Up to and including the line with "pub fn ready(limit: Option<usize>)", return every line from the start of the entries below exactly.

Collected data
********
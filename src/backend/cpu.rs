//! In-process backend — a handle arena over plain `f32` vectors.
//!
//! `CpuBackend` is the reference [`NumericBackend`]: every operation runs
//! synchronously on the calling thread, so a step never has to await a
//! device read-back.  An optional allocation cap makes resource exhaustion
//! reproducible in tests and constrained drivers.

use std::collections::HashMap;
use std::sync::Arc;

use parking_lot::Mutex;

use super::{BackendError, NumericBackend, TensorHandle};

/// Arena bookkeeping, guarded by the backend mutex.
#[derive(Debug, Default)]
struct Arena {
    slots: HashMap<u64, Vec<f32>>,
    next_id: u64,
    /// Highest simultaneous live count seen.
    peak: usize,
    /// Allocations issued over the backend's lifetime.
    issued: u64,
}

/// Thread-safe arena backend.
#[derive(Debug, Default)]
pub struct CpuBackend {
    arena: Mutex<Arena>,
    limit: Mutex<Option<usize>>,
}

impl CpuBackend {
    /// Create a backend with an optional cap on live allocations.
    pub fn new(limit: Option<usize>) -> Self {
        Self {
            arena: Mutex::new(Arena::default()),
            limit: Mutex::new(limit),
        }
    }

    /// Startup handshake: hand the driver a ready, shareable backend.
    pub fn ready(limit: Option<usize>) -> Arc<Self> {
        log::info!(
            "CPU numeric backend ready (allocation limit: {})",
            limit.map_or_else(|| "none".to_string(), |l| l.to_string())
        );
        Arc::new(Self::new(limit))
    }

    /// Change the live-allocation cap.  `None` removes it.
    pub fn set_limit(&self, limit: Option<usize>) {
        *self.limit.lock() = limit;
    }

    /// Highest simultaneous live count seen so far.
    pub fn peak_allocations(&self) -> usize {
        self.arena.lock().peak
    }

    /// Total allocations issued over the backend's lifetime.
    pub fn issued_allocations(&self) -> u64 {
        self.arena.lock().issued
    }

    fn store(&self, data: Vec<f32>) -> Result<TensorHandle, BackendError> {
        let limit = *self.limit.lock();
        let mut arena = self.arena.lock();
        let live = arena.slots.len();
        if let Some(limit) = limit {
            if live >= limit {
                return Err(BackendError::AllocationFailed { live, limit });
            }
        }
        let id = arena.next_id;
        arena.next_id += 1;
        arena.issued += 1;
        arena.slots.insert(id, data);
        arena.peak = arena.peak.max(arena.slots.len());
        Ok(TensorHandle(id))
    }

    fn with_values<T>(
        &self,
        handle: TensorHandle,
        f: impl FnOnce(&[f32]) -> T,
    ) -> Result<T, BackendError> {
        let arena = self.arena.lock();
        arena
            .slots
            .get(&handle.0)
            .map(|v| f(v.as_slice()))
            .ok_or(BackendError::UnknownHandle(handle.0))
    }

    fn zip_with(
        &self,
        a: TensorHandle,
        b: TensorHandle,
        op: impl Fn(f32, f32) -> f32,
    ) -> Result<TensorHandle, BackendError> {
        let out = {
            let arena = self.arena.lock();
            let left = arena
                .slots
                .get(&a.0)
                .ok_or(BackendError::UnknownHandle(a.0))?;
            let right = arena
                .slots
                .get(&b.0)
                .ok_or(BackendError::UnknownHandle(b.0))?;
            if left.len() != right.len() {
                return Err(BackendError::LengthMismatch {
                    left: left.len(),
                    right: right.len(),
                });
            }
            left.iter().zip(right).map(|(x, y)| op(*x, *y)).collect()
        };
        self.store(out)
    }
}

impl NumericBackend for CpuBackend {
    fn allocate(&self, data: &[f32]) -> Result<TensorHandle, BackendError> {
        self.store(data.to_vec())
    }

    fn release(&self, handle: TensorHandle) {
        self.arena.lock().slots.remove(&handle.0);
    }

    fn concat(&self, handles: &[TensorHandle]) -> Result<TensorHandle, BackendError> {
        let out = {
            let arena = self.arena.lock();
            let mut out = Vec::new();
            for h in handles {
                let values = arena
                    .slots
                    .get(&h.0)
                    .ok_or(BackendError::UnknownHandle(h.0))?;
                out.extend_from_slice(values);
            }
            out
        };
        self.store(out)
    }

    fn mul(&self, a: TensorHandle, b: TensorHandle) -> Result<TensorHandle, BackendError> {
        self.zip_with(a, b, |x, y| x * y)
    }

    fn add(&self, a: TensorHandle, b: TensorHandle) -> Result<TensorHandle, BackendError> {
        self.zip_with(a, b, |x, y| x + y)
    }

    fn scale(&self, handle: TensorHandle, factor: f32) -> Result<TensorHandle, BackendError> {
        let out = self.with_values(handle, |v| v.iter().map(|x| x * factor).collect())?;
        self.store(out)
    }

    fn clip(
        &self,
        handle: TensorHandle,
        min: f32,
        max: f32,
    ) -> Result<TensorHandle, BackendError> {
        // NaN stays NaN; callers reject non-finite values before clipping.
        let out = self.with_values(handle, |v| v.iter().map(|x| x.clamp(min, max)).collect())?;
        self.store(out)
    }

    fn norm(&self, handle: TensorHandle) -> Result<f32, BackendError> {
        self.with_values(handle, |v| v.iter().map(|x| x * x).sum::<f32>().sqrt())
    }

    fn read(&self, handle: TensorHandle) -> Result<Vec<f32>, BackendError> {
        self.with_values(handle, |v| v.to_vec())
    }

    fn len(&self, handle: TensorHandle) -> Result<usize, BackendError> {
        self.with_values(handle, |v| v.len())
    }

    fn live_allocations(&self) -> usize {
        self.arena.lock().slots.len()
    }
}

// ============================================================================
// Tests
// ============================================================================

#[cfg(test)]
mod tests {
    use super::*;

    #[test]
    fn test_allocate_and_read() {
        let backend = CpuBackend::new(None);
        let h = backend.allocate(&[1.0, -2.0, 3.0]).unwrap();
        assert_eq!(backend.read(h).unwrap(), vec![1.0, -2.0, 3.0]);
        assert_eq!(backend.len(h).unwrap(), 3);
        assert_eq!(backend.live_allocations(), 1);
    }

    #[test]
    fn test_release_is_idempotent() {
        let backend = CpuBackend::new(None);
        let h = backend.allocate(&[0.5]).unwrap();
        backend.release(h);
        backend.release(h);
        assert_eq!(backend.live_allocations(), 0);
        assert_eq!(backend.read(h), Err(BackendError::UnknownHandle(h.id())));
    }

    #[test]
    fn test_concat_preserves_order() {
        let backend = CpuBackend::new(None);
        let a = backend.allocate(&[1.0, 2.0]).unwrap();
        let b = backend.allocate(&[3.0]).unwrap();
        let c = backend.concat(&[b, a]).unwrap();
        assert_eq!(backend.read(c).unwrap(), vec![3.0, 1.0, 2.0]);
        assert_eq!(backend.live_allocations(), 3);
    }

    #[test]
    fn test_elementwise_ops() {
        let backend = CpuBackend::new(None);
        let a = backend.allocate(&[1.0, 2.0, 3.0]).unwrap();
        let b = backend.allocate(&[2.0, 0.5, -1.0]).unwrap();

        let product = backend.mul(a, b).unwrap();
        assert_eq!(backend.read(product).unwrap(), vec![2.0, 1.0, -3.0]);

        let sum = backend.add(a, b).unwrap();
        assert_eq!(backend.read(sum).unwrap(), vec![3.0, 2.5, 2.0]);

        let scaled = backend.scale(a, 0.5).unwrap();
        assert_eq!(backend.read(scaled).unwrap(), vec![0.5, 1.0, 1.5]);
    }

    #[test]
    fn test_length_mismatch() {
        let backend = CpuBackend::new(None);
        let a = backend.allocate(&[1.0, 2.0]).unwrap();
        let b = backend.allocate(&[1.0]).unwrap();
        assert_eq!(
            backend.mul(a, b),
            Err(BackendError::LengthMismatch { left: 2, right: 1 })
        );
        // Failed op allocates nothing.
        assert_eq!(backend.live_allocations(), 2);
    }

    #[test]
    fn test_clip_and_norm() {
        let backend = CpuBackend::new(None);
        let h = backend.allocate(&[5.0, -7.0, 0.25]).unwrap();
        let clipped = backend.clip(h, -1.0, 1.0).unwrap();
        assert_eq!(backend.read(clipped).unwrap(), vec![1.0, -1.0, 0.25]);

        let v = backend.allocate(&[3.0, 4.0]).unwrap();
        assert!((backend.norm(v).unwrap() - 5.0).abs() < 1e-6);
    }

    #[test]
    fn test_allocation_limit() {
        let backend = CpuBackend::new(Some(2));
        let a = backend.allocate(&[1.0]).unwrap();
        let _b = backend.allocate(&[1.0]).unwrap();
        assert_eq!(
            backend.allocate(&[1.0]),
            Err(BackendError::AllocationFailed { live: 2, limit: 2 })
        );
        backend.release(a);
        assert!(backend.allocate(&[1.0]).is_ok());

        backend.set_limit(None);
        assert!(backend.allocate(&[1.0]).is_ok());
    }

    #[test]
    fn test_peak_and_issued_counters() {
        let backend = CpuBackend::ready(None);
        let a = backend.allocate(&[1.0]).unwrap();
        let b = backend.allocate(&[1.0]).unwrap();
        backend.release(a);
        backend.release(b);
        let _c = backend.allocate(&[1.0]).unwrap();
        assert_eq!(backend.peak_allocations(), 2);
        assert_eq!(backend.issued_allocations(), 3);
        assert_eq!(backend.live_allocations(), 1);
    }
}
********
Final answer:
filename src/backend/cpu.rs
//! In-process backend — a handle arena over plain `f32` vectors.
//!
//! `CpuBackend` is the reference [`NumericBackend`]: every operation runs
//! synchronously on the calling thread, so a step never has to await a
//! device read-back.  An optional allocation cap makes resource exhaustion
//! reproducible in tests and constrained drivers.

use std::collections::HashMap;
use std::sync::Arc;

use parking_lot::Mutex;

use super::{BackendError, NumericBackend, TensorHandle};

/// Arena bookkeeping, guarded by the backend mutex.
#[derive(Debug, Default)]
struct Arena {
    slots: HashMap<u64, Vec<f32>>,
    next_id: u64,
    /// Highest simultaneous live count seen.
    peak: usize,
    /// Allocations issued over the backend's lifetime.
    issued: u64,
}

/// Thread-safe arena backend.
#[derive(Debug, Default)]
pub struct CpuBackend {
    arena: Mutex<Arena>,
    limit: Mutex<Option<usize>>,
}

impl CpuBackend {
    /// Create a backend with an optional cap on live allocations.
    pub fn new(limit: Option<usize>) -> Self {
        Self {
            arena: Mutex::new(Arena::default()),
            limit: Mutex::new(limit),
        }
    }

    /// Startup handshake: hand the driver a ready, shareable backend.
    pub fn ready(limit: Option<usize>) -> Arc<Self> {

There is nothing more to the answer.